Please copy each line from the entries that contains the string "space".

[Stored items from a collection]
----
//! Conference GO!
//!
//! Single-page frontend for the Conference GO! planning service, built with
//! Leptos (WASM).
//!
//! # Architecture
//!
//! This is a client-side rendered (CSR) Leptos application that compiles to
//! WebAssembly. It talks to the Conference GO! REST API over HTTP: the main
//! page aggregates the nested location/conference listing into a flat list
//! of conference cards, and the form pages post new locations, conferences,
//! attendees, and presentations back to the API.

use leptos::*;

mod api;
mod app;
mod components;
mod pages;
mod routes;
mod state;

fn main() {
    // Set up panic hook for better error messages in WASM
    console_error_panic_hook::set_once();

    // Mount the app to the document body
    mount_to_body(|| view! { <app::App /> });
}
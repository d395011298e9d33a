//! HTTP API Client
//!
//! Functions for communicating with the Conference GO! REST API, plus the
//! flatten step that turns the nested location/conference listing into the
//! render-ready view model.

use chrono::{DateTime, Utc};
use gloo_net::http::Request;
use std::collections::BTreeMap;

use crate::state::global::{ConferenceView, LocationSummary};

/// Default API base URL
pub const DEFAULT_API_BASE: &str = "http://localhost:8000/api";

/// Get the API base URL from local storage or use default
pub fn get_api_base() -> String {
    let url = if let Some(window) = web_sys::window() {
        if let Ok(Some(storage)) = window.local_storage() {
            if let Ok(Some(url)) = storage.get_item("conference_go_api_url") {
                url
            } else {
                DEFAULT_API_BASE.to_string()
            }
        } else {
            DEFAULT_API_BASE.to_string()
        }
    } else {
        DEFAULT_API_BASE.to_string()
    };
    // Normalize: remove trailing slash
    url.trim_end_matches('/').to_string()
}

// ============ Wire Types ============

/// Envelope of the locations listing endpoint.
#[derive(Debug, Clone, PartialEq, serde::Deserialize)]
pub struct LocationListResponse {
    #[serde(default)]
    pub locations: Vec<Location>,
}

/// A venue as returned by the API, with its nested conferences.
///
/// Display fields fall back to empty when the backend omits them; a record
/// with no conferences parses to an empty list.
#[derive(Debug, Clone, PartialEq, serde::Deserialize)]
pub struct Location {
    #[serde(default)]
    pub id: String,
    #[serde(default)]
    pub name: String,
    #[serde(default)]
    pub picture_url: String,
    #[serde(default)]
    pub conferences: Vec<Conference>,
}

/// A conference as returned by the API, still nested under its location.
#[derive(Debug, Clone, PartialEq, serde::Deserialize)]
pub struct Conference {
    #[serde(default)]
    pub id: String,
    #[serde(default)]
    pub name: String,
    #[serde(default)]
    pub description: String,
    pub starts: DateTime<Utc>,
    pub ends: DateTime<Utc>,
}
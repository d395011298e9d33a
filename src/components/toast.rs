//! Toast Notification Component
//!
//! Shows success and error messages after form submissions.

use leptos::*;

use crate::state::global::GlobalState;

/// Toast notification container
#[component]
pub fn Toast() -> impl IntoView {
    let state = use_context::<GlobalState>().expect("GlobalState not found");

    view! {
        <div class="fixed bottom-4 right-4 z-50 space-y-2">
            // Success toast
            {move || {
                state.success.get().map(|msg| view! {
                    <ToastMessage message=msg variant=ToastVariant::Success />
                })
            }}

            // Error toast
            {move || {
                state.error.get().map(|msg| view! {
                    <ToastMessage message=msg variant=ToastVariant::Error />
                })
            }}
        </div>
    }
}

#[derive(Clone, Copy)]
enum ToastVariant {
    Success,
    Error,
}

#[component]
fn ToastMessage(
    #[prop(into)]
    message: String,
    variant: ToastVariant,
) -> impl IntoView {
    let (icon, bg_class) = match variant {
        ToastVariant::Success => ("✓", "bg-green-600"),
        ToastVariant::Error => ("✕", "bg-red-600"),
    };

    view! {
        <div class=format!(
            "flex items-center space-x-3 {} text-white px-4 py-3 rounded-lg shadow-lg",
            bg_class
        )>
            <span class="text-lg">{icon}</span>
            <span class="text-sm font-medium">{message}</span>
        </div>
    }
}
----
**Exercise solution**
        <div class="fixed bottom-4 right-4 z-50 space-y-2">
            "flex items-center space-x-3 {} text-white px-4 py-3 rounded-lg shadow-lg",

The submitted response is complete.